● Work required:
Look through the data below for the line with "filename crates/artimirror-seeder/src/link.rs", and transcribe it exactly together with each line after it up to and including the line with "and its metadata file.". Give nothing else.

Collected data
=== Begin Enclosure ===
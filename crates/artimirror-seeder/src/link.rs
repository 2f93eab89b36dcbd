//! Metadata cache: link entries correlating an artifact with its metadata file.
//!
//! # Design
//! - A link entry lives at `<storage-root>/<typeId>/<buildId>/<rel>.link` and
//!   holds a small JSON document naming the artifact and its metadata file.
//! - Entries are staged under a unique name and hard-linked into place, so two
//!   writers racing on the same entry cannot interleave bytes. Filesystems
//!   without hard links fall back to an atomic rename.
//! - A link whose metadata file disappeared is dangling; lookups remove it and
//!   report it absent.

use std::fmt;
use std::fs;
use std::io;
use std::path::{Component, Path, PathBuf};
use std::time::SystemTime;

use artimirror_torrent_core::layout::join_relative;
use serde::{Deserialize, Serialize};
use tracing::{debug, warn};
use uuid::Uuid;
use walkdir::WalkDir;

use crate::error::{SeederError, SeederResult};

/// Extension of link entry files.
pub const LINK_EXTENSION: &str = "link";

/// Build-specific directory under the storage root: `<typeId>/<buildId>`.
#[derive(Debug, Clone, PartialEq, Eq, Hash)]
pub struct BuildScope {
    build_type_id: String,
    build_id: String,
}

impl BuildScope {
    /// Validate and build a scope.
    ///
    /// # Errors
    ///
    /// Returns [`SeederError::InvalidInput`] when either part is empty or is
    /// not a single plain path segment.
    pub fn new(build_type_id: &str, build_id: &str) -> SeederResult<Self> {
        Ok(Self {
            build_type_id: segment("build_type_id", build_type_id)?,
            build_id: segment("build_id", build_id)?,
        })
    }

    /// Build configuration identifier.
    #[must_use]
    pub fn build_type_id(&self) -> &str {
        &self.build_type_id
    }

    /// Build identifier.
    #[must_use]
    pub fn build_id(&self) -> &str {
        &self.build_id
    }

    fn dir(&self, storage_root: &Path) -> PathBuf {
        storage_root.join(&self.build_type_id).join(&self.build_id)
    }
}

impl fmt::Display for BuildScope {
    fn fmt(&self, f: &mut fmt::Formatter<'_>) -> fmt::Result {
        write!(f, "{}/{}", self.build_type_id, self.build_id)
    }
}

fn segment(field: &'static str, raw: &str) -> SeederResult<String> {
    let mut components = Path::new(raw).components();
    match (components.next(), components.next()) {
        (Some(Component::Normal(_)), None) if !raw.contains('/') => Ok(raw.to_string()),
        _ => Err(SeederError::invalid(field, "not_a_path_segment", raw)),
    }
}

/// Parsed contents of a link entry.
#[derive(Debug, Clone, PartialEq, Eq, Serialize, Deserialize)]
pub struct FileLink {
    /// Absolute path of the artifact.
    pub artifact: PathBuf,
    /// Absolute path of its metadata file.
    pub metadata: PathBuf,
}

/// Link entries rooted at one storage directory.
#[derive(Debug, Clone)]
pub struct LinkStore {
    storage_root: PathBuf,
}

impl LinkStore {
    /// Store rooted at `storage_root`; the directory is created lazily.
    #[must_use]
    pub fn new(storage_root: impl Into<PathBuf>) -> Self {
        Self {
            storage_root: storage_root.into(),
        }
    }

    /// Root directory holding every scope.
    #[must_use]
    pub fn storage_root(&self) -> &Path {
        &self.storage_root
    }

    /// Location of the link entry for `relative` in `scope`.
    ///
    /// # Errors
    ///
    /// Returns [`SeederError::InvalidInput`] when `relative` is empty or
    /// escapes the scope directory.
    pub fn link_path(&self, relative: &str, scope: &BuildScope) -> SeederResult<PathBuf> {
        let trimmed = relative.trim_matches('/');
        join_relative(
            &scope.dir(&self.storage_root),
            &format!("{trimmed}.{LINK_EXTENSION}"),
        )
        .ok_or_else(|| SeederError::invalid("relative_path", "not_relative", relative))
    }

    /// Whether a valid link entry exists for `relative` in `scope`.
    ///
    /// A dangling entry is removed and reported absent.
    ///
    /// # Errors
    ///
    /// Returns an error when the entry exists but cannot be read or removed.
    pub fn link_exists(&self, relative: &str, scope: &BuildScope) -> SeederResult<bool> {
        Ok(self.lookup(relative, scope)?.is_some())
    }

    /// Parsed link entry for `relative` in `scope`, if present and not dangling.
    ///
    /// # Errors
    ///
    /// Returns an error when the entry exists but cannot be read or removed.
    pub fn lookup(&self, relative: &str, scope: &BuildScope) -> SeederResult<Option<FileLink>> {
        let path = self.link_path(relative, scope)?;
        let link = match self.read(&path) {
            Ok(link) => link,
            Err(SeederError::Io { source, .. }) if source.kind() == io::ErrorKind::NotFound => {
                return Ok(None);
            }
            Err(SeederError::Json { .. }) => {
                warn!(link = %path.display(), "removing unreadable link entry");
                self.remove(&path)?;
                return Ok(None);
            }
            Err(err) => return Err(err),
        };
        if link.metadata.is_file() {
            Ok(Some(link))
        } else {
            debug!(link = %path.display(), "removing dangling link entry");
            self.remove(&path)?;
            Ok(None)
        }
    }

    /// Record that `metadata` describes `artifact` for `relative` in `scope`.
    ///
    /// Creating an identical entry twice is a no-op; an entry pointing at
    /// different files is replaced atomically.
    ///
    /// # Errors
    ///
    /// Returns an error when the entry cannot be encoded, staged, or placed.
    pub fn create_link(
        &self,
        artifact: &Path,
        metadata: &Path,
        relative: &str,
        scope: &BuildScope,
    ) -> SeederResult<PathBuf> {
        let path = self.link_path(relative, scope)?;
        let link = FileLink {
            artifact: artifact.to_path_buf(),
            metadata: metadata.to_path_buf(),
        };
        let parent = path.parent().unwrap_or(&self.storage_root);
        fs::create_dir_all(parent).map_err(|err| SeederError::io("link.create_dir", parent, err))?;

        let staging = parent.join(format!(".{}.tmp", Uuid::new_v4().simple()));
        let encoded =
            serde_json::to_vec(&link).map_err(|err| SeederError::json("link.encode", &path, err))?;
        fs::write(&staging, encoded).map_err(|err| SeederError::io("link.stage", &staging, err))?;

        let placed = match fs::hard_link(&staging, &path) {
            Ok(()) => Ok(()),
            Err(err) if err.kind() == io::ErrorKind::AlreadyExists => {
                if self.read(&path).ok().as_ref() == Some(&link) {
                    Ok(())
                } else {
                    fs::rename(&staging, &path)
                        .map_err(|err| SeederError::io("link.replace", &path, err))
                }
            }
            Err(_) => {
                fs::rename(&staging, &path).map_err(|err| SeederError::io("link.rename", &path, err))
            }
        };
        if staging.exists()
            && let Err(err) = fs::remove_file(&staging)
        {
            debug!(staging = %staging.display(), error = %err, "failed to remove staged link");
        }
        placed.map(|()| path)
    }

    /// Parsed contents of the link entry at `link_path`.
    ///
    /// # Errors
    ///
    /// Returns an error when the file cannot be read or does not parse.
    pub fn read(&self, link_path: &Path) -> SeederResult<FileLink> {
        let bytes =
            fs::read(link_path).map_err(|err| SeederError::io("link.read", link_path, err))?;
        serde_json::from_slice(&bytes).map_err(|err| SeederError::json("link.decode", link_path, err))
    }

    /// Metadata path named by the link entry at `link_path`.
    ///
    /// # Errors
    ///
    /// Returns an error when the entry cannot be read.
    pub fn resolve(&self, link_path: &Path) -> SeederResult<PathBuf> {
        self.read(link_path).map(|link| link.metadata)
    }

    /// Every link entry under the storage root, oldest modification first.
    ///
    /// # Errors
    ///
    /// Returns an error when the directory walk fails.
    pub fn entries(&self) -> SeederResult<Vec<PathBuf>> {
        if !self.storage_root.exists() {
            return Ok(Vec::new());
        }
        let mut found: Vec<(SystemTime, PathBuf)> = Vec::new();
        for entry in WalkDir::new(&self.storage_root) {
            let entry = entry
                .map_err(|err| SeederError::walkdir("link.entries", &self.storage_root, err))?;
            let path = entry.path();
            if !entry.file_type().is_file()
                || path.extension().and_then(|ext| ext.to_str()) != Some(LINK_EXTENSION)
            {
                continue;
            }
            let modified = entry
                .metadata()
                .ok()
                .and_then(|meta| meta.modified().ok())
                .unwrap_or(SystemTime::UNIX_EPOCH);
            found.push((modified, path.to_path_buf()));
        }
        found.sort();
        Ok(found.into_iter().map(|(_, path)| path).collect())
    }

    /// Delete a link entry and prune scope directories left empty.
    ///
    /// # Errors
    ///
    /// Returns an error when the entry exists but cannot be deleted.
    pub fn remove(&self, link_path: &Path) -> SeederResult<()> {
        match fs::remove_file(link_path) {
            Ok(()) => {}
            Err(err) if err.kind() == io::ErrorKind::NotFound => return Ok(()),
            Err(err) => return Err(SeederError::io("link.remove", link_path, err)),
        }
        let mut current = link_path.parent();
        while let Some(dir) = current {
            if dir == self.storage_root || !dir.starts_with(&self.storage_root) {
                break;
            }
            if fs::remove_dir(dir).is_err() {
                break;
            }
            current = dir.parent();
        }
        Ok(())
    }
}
=== End Enclosure ===
=== Begin Enclosure ===
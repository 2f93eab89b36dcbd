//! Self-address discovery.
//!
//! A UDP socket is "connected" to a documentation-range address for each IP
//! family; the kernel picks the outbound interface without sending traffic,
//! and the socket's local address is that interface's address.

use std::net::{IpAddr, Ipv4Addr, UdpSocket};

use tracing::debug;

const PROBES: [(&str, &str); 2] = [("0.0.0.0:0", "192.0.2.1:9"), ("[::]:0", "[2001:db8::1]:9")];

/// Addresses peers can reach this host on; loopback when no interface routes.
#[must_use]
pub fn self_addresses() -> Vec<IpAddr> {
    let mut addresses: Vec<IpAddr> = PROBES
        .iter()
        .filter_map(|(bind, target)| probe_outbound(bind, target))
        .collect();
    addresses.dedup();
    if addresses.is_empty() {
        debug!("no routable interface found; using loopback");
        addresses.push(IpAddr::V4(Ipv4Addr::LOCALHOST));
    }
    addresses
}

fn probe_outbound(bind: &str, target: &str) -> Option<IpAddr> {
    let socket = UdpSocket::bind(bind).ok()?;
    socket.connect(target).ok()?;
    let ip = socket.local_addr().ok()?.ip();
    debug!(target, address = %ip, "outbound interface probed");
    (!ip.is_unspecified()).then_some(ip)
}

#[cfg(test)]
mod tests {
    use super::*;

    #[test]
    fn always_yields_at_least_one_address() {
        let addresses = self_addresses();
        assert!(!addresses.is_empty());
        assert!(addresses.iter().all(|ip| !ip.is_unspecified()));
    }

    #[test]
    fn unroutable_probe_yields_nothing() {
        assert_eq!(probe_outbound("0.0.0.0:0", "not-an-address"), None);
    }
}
=== End Enclosure ===
● Solution for this task:
filename crates/artimirror-seeder/src/link.rs
repository 2f93eab89b36dcbd
//! Metadata cache: link entries correlating an artifact with its metadata file.
//!
//! # Design
//! - A link entry lives at `<storage-root>/<typeId>/<buildId>/<rel>.link` and
//!   holds a small JSON document naming the artifact and its metadata file.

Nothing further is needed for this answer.